Task objective: Starting at the top of the entries below, print each line exactly until the line with "($XDG_CONFIG_HOME/git-ninja or ~/.config/git-ninja)." has been printed too.

Source records:

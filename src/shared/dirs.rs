use std::path::PathBuf;

const APP_DIR: &str = "git-ninja";

/// Returns the user's home directory from the HOME environment variable.
fn home_dir() -> Option<PathBuf> {
    std::env::var("HOME").ok().map(PathBuf::from)
}

/// Returns git-ninja's cache directory ($XDG_CACHE_HOME/git-ninja or ~/.cache/git-ninja).
/// Empty values are treated as unset per XDG Base Directory Specification.
pub fn cache_dir() -> Option<PathBuf> {
    xdg_dir("XDG_CACHE_HOME", ".cache").map(|d| d.join(APP_DIR))
}

/// Returns git-ninja's config directory ($XDG_CONFIG_HOME/git-ninja or ~/.config/git-ninja).
/// Empty values are treated as unset per XDG Base Directory Specification.
pub fn config_dir() -> Option<PathBuf> {
    xdg_dir("XDG_CONFIG_HOME", ".config").map(|d| d.join(APP_DIR))
}

fn xdg_dir(var: &str, home_fallback: &str) -> Option<PathBuf> {
    match std::env::var(var).ok().filter(|v| !v.is_empty()) {
        Some(dir) => Some(PathBuf::from(dir)),
        None => home_dir().map(|home| home.join(home_fallback)),
    }
}
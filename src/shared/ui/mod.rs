//! The user-facing surface: prompts and result notifications.
//!
//! Commands only talk to the [`Ui`] trait; the terminal adapter is one
//! implementation, an editor bridge or a test double can be another.

mod desktop;
mod notification;
mod terminal;

pub use notification::{Notification, NotificationAction, Severity};
pub use terminal::TerminalUi;

/// Prompts and notifications, as offered by the host.
pub trait Ui {
    /// Let the user pick one of `items`. `None` when dismissed.
    fn pick(&self, title: &str, items: &[String]) -> anyhow::Result<Option<String>>;

    /// Modal dialog with `buttons`. Returns the chosen index, `None` when dismissed.
    fn choose(&self, message: &str, buttons: &[&str]) -> anyhow::Result<Option<usize>>;

    /// Show a long listing, e.g. every file a clean would remove.
    fn show_list(&self, title: &str, items: &[String]);

    /// Present a result.
    fn notify(&self, notification: &Notification);
}

/// Show a two-button dialog; true only when `accept` is chosen.
pub fn confirm(ui: &impl Ui, message: &str, accept: &str, cancel: &str) -> anyhow::Result<bool> {
    Ok(ui.choose(message, &[accept, cancel])? == Some(0))
}

/// `"1 branch"` / `"2 branches"`.
pub fn plural(count: usize, singular: &str, plural: &str) -> String {
    if count == 1 {
        format!("{count} {singular}")
    } else {
        format!("{count} {plural}")
    }
}
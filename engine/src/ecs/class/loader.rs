use std::collections::{BTreeMap, HashMap};

use log::debug;
use serde::de::DeserializeOwned;
use serde_json::Value;

use crate::ecs::{
    class::EntityClass,
    component::{AnyComponent, Component},
    error::{Error, Result},
    util::short_type_name,
    world::World,
};

type Decoder = Box<dyn Fn(Value) -> serde_json::Result<Box<dyn AnyComponent>> + Send + Sync>;

/// Builds [`EntityClass`]es from JSON configuration.
///
/// Component types must be registered with the loader under the name used in the configuration.
/// The expected shape is an object of classes, each an object of component values:
///
/// ```json
/// {
///   "Bullet": {
///     "Position": { "x": 0.0, "y": 0.0 },
///     "Velocity": { "dx": 4.0, "dy": 0.0 }
///   }
/// }
/// ```
#[derive(Default)]
pub struct ClassLoader {
    decoders: HashMap<String, Decoder>,
}

impl ClassLoader {
    /// Create a loader with no known component types.
    pub fn new() -> Self {
        Self::default()
    }

    /// Register `C` under its short type name.
    pub fn register<C: Component + DeserializeOwned>(&mut self) -> &mut Self {
        let name = short_type_name(std::any::type_name::<C>());
        self.register_as::<C>(name)
    }

    /// Register `C` under an explicit name.
    pub fn register_as<C: Component + DeserializeOwned>(
        &mut self,
        name: impl Into<String>,
    ) -> &mut Self {
        self.decoders.insert(
            name.into(),
            Box::new(|value: Value| {
                let component: C = serde_json::from_value(value)?;
                Ok(Box::new(component) as Box<dyn AnyComponent>)
            }),
        );
        self
    }

    /// Determine if a component name is known to the loader.
    pub fn knows(&self, name: &str) -> bool {
        self.decoders.contains_key(name)
    }

    /// Decode every class in `json`. Classes come back sorted by name.
    pub fn parse(&self, json: &str) -> Result<Vec<EntityClass>> {
        let raw: BTreeMap<String, BTreeMap<String, Value>> = serde_json::from_str(json)?;
        let mut classes = Vec::with_capacity(raw.len());
        for (class_name, components) in raw {
            let mut class = EntityClass::new(class_name.as_str());
            for (component_name, value) in components {
                let decode =
                    self.decoders
                        .get(&component_name)
                        .ok_or_else(|| Error::UnknownComponent {
                            class: class_name.clone(),
                            component: component_name.clone(),
                        })?;
                class.insert_boxed(decode(value)?);
            }
            classes.push(class);
        }
        Ok(classes)
    }

    /// Decode every class in `json` and register them all in `world`, overwriting classes of the
    /// same name. Nothing is registered if any class fails to decode.
    pub fn load(&self, world: &mut World, json: &str) -> Result<usize> {
        let classes = self.parse(json)?;
        let count = classes.len();
        for class in classes {
            world.add_entity_class(class);
        }
        debug!("Loaded {count} entity classes into world {:?}", world.id());
        Ok(count)
    }
}
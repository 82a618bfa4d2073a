//! Systems: the per-frame processing units of the ECS.
//!
//! # Overview
//!
//! A system is a type implementing [`System`]. It declares once, at registration, the
//! [`ComponentTypeGroup`] it is interested in, and is then driven by the
//! [`World`] through a fixed lifecycle:
//!
//! ```text
//!   Constructed ──start──► Started ──update──► Updating ─┐
//!                                                 ▲       │ update (every frame)
//!                                                 └───────┘
//!                                       │
//!                                       └──end──► Ended
//! ```
//!
//! - **start** runs as part of [`World::add_system`]: the interest group is recorded, then
//!   [`System::on_setup`] and [`System::on_start`] are called.
//! - **update** runs once per [`World::update`], in registration order, calling
//!   [`System::on_update`] with a [`Context`] for the system's group.
//! - **end** runs once at [`World::end`], calling [`System::on_end`].
//!
//! Systems hold no entities themselves; they read them through the world each frame.
//!
//! # Example
//!
//! ```rust,ignore
//! use sol_ecs::ecs::{component, ComponentTypeGroup, Context, System};
//!
//! #[derive(Default)]
//! struct Movement;
//!
//! impl System for Movement {
//!     fn interest(&self, registry: &component::Registry) -> ComponentTypeGroup {
//!         ComponentTypeGroup::of::<(Position, Velocity)>(registry)
//!     }
//!
//!     fn on_update(&mut self, ctx: &mut Context<'_>) {
//!         ctx.for_each(|mut entity| {
//!             let vel = entity.get::<Velocity>().cloned().unwrap_or_default();
//!             entity.modify::<Position>(|pos| {
//!                 pos.x += vel.dx;
//!                 pos.y += vel.dy;
//!             });
//!         });
//!     }
//! }
//!
//! world.register_system::<Movement>();
//! let movement = world.add_system::<Movement>()?;
//! ```
//!
//! # Construction
//!
//! Systems are built through an explicit factory table ([`Registry`]) rather than by
//! inspecting types at runtime. Host code registers a constructor per system type, either
//! `Default` or a fallible closure, and can then add the system by type or by name.

use std::{any::Any, fmt, marker::PhantomData};

use log::warn;

use crate::ecs::{
    component::{self, ComponentTypeGroup},
    entity::{EntityId, EntityMut},
    world::World,
};

pub mod registry;

pub use registry::Registry;

/// A system identifier, unique within a world and assigned in registration order.
#[derive(Debug, Default, Clone, Copy, PartialEq, Eq, PartialOrd, Ord, Hash)]
pub struct Id(u32);

impl Id {
    /// Construct a new system Id from a raw u32 value.
    #[inline]
    pub const fn new(id: u32) -> Self {
        Self(id)
    }

    /// Get the raw value of this id.
    #[inline]
    pub fn index(&self) -> usize {
        self.0 as usize
    }
}

/// A processing unit driven by the [`World`] once per frame.
pub trait System: 'static {
    /// Declare the component types this system works on. Called once, when the system is added.
    fn interest(&self, registry: &component::Registry) -> ComponentTypeGroup;

    /// Called once when the system is added, before [`on_start`](Self::on_start).
    fn on_setup(&mut self, _world: &mut World) {}

    /// Called once when the system is added, after [`on_setup`](Self::on_setup).
    fn on_start(&mut self, _world: &mut World) {}

    /// Called once per [`World::update`].
    fn on_update(&mut self, ctx: &mut Context<'_>);

    /// Called once at [`World::end`].
    fn on_end(&mut self, _world: &mut World) {}
}

/// The lifecycle state of a system.
#[derive(Debug, Clone, Copy, PartialEq, Eq)]
pub enum State {
    /// Built, but not yet started.
    Constructed,
    /// Setup and start hooks have run.
    Started,
    /// Updated at least once.
    Updating,
    /// The end hook has run; the system is no longer driven.
    Ended,
}

impl fmt::Display for State {
    fn fmt(&self, f: &mut fmt::Formatter<'_>) -> fmt::Result {
        match self {
            State::Constructed => write!(f, "constructed"),
            State::Started => write!(f, "started"),
            State::Updating => write!(f, "updating"),
            State::Ended => write!(f, "ended"),
        }
    }
}

/// Per-update access handed to [`System::on_update`].
pub struct Context<'w> {
    world: &'w mut World,
    interest: &'w ComponentTypeGroup,
}

impl<'w> Context<'w> {
    #[inline]
    pub(crate) fn new(world: &'w mut World, interest: &'w ComponentTypeGroup) -> Self {
        Self { world, interest }
    }

    /// The world being updated.
    #[inline]
    pub fn world(&mut self) -> &mut World {
        self.world
    }

    /// The component types the system declared interest in.
    #[inline]
    pub fn interest(&self) -> &ComponentTypeGroup {
        self.interest
    }

    /// A snapshot of the ids of the entities matching the system's interest group.
    ///
    /// The snapshot is detached from the world, so the system may add or remove entities while
    /// walking it.
    pub fn entities(&mut self) -> Vec<EntityId> {
        self.world.entity_group(self.interest).to_vec()
    }

    /// Call `f` for each entity matching the system's interest group.
    pub fn for_each(&mut self, mut f: impl FnMut(EntityMut<'_>)) {
        for id in self.entities() {
            if let Some(entity) = self.world.entity_mut(id) {
                f(entity);
            }
        }
    }

    /// Ask the host loop to stop the simulation. Other systems still run for this frame.
    #[inline]
    pub fn request_termination(&mut self) {
        self.world.request_termination();
    }
}

/// A typed handle to a system added to a world.
pub struct SystemHandle<T> {
    id: Id,
    _marker: PhantomData<fn() -> T>,
}

impl<T> SystemHandle<T> {
    #[inline]
    pub(crate) const fn new(id: Id) -> Self {
        Self {
            id,
            _marker: PhantomData,
        }
    }

    /// The untyped id of the system.
    #[inline]
    pub fn id(&self) -> Id {
        self.id
    }
}

impl<T> Clone for SystemHandle<T> {
    fn clone(&self) -> Self {
        *self
    }
}

impl<T> Copy for SystemHandle<T> {}

impl<T> PartialEq for SystemHandle<T> {
    fn eq(&self, other: &Self) -> bool {
        self.id == other.id
    }
}

impl<T> Eq for SystemHandle<T> {}

impl<T> fmt::Debug for SystemHandle<T> {
    fn fmt(&self, f: &mut fmt::Formatter<'_>) -> fmt::Result {
        write!(f, "SystemHandle<{}>({})", std::any::type_name::<T>(), self.id.0)
    }
}

/// Read-only description of a registered system.
#[derive(Debug, Clone, Copy)]
pub struct SystemInfo<'a> {
    /// The system's id.
    pub id: Id,
    /// The short type name of the system.
    pub name: &'a str,
    /// The component types the system declared interest in.
    pub interest: &'a ComponentTypeGroup,
    /// The system's lifecycle state.
    pub state: State,
}

/// A [`System`] that can be downcast back to its concrete type.
pub(crate) trait AnySystem: System {
    fn as_any(&self) -> &dyn Any;
    fn as_any_mut(&mut self) -> &mut dyn Any;
}

impl<T: System> AnySystem for T {
    fn as_any(&self) -> &dyn Any {
        self
    }

    fn as_any_mut(&mut self) -> &mut dyn Any {
        self
    }
}

/// A system owned by the world, along with its lifecycle bookkeeping.
pub(crate) struct Slot {
    id: Id,
    name: String,
    interest: ComponentTypeGroup,
    state: State,
    system: Box<dyn AnySystem>,
}

impl Slot {
    pub(crate) fn new(id: Id, name: impl Into<String>, system: Box<dyn AnySystem>) -> Self {
        Self {
            id,
            name: name.into(),
            interest: ComponentTypeGroup::EMPTY,
            state: State::Constructed,
            system,
        }
    }

    #[inline]
    pub(crate) fn id(&self) -> Id {
        self.id
    }

    #[inline]
    pub(crate) fn name(&self) -> &str {
        &self.name
    }

    #[inline]
    pub(crate) fn interest(&self) -> &ComponentTypeGroup {
        &self.interest
    }

    #[inline]
    pub(crate) fn state(&self) -> State {
        self.state
    }

    #[inline]
    pub(crate) fn system(&self) -> &dyn AnySystem {
        self.system.as_ref()
    }

    #[inline]
    pub(crate) fn system_mut(&mut self) -> &mut dyn AnySystem {
        self.system.as_mut()
    }

    pub(crate) fn info(&self) -> SystemInfo<'_> {
        SystemInfo {
            id: self.id,
            name: &self.name,
            interest: &self.interest,
            state: self.state,
        }
    }

    /// Record the interest group, then run the setup and start hooks.
    pub(crate) fn start(&mut self, world: &mut World) {
        if self.state != State::Constructed {
            warn!("System `{}` is already {}, not starting it again", self.name, self.state);
            return;
        }
        self.interest = self.system.interest(world.registry());
        self.system.on_setup(world);
        self.system.on_start(world);
        self.state = State::Started;
    }

    /// Run the update hook for one frame.
    pub(crate) fn update(&mut self, world: &mut World) {
        match self.state {
            State::Started | State::Updating => {
                self.state = State::Updating;
                let mut ctx = Context::new(world, &self.interest);
                self.system.on_update(&mut ctx);
            }
            State::Constructed => {
                warn!("System `{}` was never started, skipping update", self.name);
            }
            State::Ended => {}
        }
    }

    /// Run the end hook. A system only ends once.
    pub(crate) fn end(&mut self, world: &mut World) {
        if self.state == State::Ended {
            return;
        }
        self.system.on_end(world);
        self.state = State::Ended;
    }
}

Result:
filename src/shared/dirs.rs
use std::path::PathBuf;

const APP_DIR: &str = "git-ninja";

/// Returns the user's home directory from the HOME environment variable.
fn home_dir() -> Option<PathBuf> {
    std::env::var("HOME").ok().map(PathBuf::from)
}

/// Returns git-ninja's cache directory ($XDG_CACHE_HOME/git-ninja or ~/.cache/git-ninja).
/// Empty values are treated as unset per XDG Base Directory Specification.
pub fn cache_dir() -> Option<PathBuf> {
    xdg_dir("XDG_CACHE_HOME", ".cache").map(|d| d.join(APP_DIR))
}

/// Returns git-ninja's config directory ($XDG_CONFIG_HOME/git-ninja or ~/.config/git-ninja).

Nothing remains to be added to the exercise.